--- START ---

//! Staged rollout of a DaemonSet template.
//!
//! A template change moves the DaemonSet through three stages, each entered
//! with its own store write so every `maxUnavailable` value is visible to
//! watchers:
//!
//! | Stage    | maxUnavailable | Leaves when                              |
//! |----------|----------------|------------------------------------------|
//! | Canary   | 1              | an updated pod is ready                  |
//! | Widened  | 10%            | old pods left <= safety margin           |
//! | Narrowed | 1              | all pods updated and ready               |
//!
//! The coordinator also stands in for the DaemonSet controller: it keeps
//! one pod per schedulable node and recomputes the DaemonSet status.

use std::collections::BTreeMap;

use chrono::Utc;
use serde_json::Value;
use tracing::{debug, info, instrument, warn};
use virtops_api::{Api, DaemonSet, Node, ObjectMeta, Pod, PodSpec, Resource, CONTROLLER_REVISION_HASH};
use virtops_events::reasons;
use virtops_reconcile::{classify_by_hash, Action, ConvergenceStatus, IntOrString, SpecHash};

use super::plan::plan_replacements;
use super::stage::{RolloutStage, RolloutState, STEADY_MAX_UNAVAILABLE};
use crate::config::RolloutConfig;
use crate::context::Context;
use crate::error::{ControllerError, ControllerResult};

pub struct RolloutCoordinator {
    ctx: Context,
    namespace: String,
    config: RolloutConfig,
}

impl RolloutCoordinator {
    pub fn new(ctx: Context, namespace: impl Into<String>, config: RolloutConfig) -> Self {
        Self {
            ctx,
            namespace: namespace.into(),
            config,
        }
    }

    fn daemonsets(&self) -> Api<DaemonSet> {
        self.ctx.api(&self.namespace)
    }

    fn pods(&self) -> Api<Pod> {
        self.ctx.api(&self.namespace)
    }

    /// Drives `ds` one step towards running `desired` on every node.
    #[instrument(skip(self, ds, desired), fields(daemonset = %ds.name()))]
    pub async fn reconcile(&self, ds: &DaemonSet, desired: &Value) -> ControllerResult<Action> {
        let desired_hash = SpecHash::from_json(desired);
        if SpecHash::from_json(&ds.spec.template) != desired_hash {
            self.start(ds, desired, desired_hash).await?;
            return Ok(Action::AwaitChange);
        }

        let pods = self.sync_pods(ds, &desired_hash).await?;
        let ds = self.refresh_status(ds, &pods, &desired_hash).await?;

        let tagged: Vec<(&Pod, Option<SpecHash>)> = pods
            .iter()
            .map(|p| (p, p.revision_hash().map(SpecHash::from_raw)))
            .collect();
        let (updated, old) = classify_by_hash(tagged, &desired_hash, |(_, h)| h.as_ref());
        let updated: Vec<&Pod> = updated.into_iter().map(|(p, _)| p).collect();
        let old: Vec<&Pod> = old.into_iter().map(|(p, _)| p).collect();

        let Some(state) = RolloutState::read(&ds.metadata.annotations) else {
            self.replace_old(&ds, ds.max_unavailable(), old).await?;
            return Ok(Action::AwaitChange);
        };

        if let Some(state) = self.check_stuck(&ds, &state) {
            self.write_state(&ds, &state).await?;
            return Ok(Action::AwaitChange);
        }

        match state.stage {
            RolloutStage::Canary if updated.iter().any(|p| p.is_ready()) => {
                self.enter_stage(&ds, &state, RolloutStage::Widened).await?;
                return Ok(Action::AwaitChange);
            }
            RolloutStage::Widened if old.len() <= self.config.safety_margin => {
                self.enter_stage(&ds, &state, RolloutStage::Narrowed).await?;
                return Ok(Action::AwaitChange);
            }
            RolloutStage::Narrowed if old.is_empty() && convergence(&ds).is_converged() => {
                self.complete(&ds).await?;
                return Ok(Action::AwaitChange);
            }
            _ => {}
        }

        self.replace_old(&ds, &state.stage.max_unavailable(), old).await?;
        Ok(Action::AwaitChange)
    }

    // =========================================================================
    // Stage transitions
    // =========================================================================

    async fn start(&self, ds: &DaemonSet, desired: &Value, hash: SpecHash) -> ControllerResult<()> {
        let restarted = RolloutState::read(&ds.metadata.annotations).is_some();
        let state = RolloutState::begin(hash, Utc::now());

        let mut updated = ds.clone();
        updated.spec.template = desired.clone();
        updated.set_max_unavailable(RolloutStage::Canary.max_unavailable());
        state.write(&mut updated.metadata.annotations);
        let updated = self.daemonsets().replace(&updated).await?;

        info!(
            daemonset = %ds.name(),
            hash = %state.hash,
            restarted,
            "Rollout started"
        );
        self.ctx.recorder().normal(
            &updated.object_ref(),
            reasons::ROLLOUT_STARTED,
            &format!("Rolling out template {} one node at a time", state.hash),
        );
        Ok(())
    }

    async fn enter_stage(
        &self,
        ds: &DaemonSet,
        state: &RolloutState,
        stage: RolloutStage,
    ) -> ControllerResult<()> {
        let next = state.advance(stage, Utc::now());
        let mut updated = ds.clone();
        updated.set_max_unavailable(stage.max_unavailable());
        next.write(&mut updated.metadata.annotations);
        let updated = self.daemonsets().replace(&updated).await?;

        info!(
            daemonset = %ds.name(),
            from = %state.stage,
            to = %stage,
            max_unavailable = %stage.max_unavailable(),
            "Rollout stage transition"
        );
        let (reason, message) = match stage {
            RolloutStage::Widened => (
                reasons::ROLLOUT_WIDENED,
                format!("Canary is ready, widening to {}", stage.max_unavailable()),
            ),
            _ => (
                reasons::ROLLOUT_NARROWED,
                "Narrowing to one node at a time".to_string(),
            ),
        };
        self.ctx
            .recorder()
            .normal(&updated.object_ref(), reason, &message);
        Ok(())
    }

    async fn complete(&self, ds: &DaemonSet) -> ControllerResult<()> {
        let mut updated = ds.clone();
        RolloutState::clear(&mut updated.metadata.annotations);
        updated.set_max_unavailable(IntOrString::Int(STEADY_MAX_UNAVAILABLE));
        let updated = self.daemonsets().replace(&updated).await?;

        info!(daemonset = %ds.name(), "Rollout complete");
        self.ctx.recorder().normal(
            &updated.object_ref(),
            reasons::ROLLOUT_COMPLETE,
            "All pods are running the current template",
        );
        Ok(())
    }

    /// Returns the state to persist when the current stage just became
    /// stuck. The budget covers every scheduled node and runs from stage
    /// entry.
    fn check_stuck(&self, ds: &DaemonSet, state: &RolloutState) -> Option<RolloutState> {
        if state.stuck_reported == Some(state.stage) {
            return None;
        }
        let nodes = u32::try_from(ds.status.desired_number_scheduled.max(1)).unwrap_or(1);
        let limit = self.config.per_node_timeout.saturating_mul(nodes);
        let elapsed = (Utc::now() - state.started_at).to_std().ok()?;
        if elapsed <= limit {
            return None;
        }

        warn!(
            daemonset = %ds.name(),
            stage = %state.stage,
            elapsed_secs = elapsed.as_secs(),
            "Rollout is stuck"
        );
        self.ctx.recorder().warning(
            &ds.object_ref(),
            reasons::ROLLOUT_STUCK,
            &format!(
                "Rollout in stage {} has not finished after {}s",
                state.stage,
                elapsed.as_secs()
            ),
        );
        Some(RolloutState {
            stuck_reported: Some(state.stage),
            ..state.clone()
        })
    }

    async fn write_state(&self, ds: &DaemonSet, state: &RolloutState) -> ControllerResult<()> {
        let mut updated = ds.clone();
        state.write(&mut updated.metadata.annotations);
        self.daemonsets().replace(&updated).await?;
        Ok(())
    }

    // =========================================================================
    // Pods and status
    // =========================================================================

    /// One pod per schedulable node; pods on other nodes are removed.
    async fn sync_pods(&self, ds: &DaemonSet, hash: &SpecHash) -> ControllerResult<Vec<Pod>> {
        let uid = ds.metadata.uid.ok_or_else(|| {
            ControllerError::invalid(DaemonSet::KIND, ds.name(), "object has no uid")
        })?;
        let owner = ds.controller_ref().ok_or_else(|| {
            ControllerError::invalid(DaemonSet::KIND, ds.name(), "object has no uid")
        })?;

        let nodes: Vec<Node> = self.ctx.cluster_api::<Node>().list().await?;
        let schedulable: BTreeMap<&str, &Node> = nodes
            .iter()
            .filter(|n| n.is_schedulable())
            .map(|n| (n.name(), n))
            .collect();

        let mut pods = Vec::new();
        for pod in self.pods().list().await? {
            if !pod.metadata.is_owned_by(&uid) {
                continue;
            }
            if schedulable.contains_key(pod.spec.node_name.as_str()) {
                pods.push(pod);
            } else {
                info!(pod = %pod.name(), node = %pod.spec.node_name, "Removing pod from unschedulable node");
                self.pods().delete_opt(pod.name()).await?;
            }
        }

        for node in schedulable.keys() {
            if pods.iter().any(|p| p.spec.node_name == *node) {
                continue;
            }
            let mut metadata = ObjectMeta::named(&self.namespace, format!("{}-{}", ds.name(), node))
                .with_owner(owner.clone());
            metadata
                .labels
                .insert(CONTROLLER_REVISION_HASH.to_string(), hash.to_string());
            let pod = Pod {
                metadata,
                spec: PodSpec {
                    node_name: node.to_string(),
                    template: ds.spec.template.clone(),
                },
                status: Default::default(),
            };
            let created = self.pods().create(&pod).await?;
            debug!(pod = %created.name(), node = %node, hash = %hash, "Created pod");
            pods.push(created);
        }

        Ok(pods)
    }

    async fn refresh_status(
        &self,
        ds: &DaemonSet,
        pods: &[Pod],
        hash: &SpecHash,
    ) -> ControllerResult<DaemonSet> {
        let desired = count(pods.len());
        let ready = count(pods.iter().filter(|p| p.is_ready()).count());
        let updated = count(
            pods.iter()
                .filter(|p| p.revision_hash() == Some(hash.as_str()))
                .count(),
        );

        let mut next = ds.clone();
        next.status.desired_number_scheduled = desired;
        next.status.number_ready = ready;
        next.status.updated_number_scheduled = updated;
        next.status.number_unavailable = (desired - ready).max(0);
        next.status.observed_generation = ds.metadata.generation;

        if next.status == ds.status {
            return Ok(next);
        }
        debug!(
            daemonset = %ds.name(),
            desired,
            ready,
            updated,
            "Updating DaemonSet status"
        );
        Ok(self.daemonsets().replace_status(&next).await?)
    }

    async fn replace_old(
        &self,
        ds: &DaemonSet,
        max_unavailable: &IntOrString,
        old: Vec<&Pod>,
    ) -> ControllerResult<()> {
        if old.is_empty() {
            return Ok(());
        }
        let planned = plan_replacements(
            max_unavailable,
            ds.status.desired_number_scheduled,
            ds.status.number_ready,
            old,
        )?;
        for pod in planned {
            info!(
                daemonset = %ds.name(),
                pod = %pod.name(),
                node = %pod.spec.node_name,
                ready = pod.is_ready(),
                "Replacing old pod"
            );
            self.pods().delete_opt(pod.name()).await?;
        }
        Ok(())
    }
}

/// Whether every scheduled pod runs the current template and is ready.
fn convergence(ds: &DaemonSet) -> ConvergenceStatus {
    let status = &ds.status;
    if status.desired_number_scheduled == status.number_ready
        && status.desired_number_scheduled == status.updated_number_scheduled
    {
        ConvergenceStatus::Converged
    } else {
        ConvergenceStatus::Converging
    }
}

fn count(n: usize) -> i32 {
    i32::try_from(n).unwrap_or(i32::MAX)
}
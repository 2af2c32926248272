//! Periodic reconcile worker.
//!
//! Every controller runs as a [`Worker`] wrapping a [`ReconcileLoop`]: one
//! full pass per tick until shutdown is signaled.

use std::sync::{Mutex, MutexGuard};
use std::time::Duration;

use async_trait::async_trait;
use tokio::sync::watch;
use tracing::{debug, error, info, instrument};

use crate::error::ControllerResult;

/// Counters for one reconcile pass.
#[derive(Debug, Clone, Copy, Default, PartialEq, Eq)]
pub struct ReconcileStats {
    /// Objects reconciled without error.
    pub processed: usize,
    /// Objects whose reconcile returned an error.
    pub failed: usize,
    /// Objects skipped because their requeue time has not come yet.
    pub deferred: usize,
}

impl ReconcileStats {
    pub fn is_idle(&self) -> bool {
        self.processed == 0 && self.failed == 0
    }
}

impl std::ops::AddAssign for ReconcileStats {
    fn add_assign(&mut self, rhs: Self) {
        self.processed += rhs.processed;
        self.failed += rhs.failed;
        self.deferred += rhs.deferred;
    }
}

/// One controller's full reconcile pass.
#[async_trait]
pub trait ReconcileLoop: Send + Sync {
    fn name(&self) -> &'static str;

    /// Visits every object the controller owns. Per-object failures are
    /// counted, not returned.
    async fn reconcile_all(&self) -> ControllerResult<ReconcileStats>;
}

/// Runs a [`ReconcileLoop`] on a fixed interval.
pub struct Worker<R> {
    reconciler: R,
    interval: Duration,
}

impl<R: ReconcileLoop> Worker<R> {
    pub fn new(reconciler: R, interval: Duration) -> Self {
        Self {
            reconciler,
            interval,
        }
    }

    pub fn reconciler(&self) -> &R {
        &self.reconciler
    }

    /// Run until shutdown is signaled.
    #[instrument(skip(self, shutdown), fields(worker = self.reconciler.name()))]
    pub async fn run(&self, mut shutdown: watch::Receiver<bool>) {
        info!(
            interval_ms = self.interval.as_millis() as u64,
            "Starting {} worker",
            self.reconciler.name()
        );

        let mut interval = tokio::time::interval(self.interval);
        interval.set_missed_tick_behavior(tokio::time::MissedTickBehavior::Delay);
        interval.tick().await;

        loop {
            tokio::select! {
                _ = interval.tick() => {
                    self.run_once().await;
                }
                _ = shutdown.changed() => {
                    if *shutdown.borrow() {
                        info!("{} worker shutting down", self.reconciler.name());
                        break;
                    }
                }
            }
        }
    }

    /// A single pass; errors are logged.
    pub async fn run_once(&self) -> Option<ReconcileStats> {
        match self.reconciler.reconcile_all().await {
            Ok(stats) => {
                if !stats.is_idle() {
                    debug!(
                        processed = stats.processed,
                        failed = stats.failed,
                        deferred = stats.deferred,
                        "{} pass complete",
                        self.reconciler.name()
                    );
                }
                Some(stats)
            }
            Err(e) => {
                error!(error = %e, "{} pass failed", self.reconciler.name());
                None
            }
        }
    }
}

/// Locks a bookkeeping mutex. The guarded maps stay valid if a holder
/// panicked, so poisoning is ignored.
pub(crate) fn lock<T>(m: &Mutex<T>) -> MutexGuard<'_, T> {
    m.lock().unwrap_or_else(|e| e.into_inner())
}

--- END ---

DESCRIPTION OF THE TASK: Wherever a line of the records above contains the string "RolloutState", copy that line out.

ANSWER SECTION:
use super::stage::{RolloutStage, RolloutState, STEADY_MAX_UNAVAILABLE};
        let Some(state) = RolloutState::read(&ds.metadata.annotations) else {
        let restarted = RolloutState::read(&ds.metadata.annotations).is_some();
        let state = RolloutState::begin(hash, Utc::now());
        state: &RolloutState,
        RolloutState::clear(&mut updated.metadata.annotations);
    fn check_stuck(&self, ds: &DaemonSet, state: &RolloutState) -> Option<RolloutState> {
        Some(RolloutState {
    async fn write_state(&self, ds: &DaemonSet, state: &RolloutState) -> ControllerResult<()> {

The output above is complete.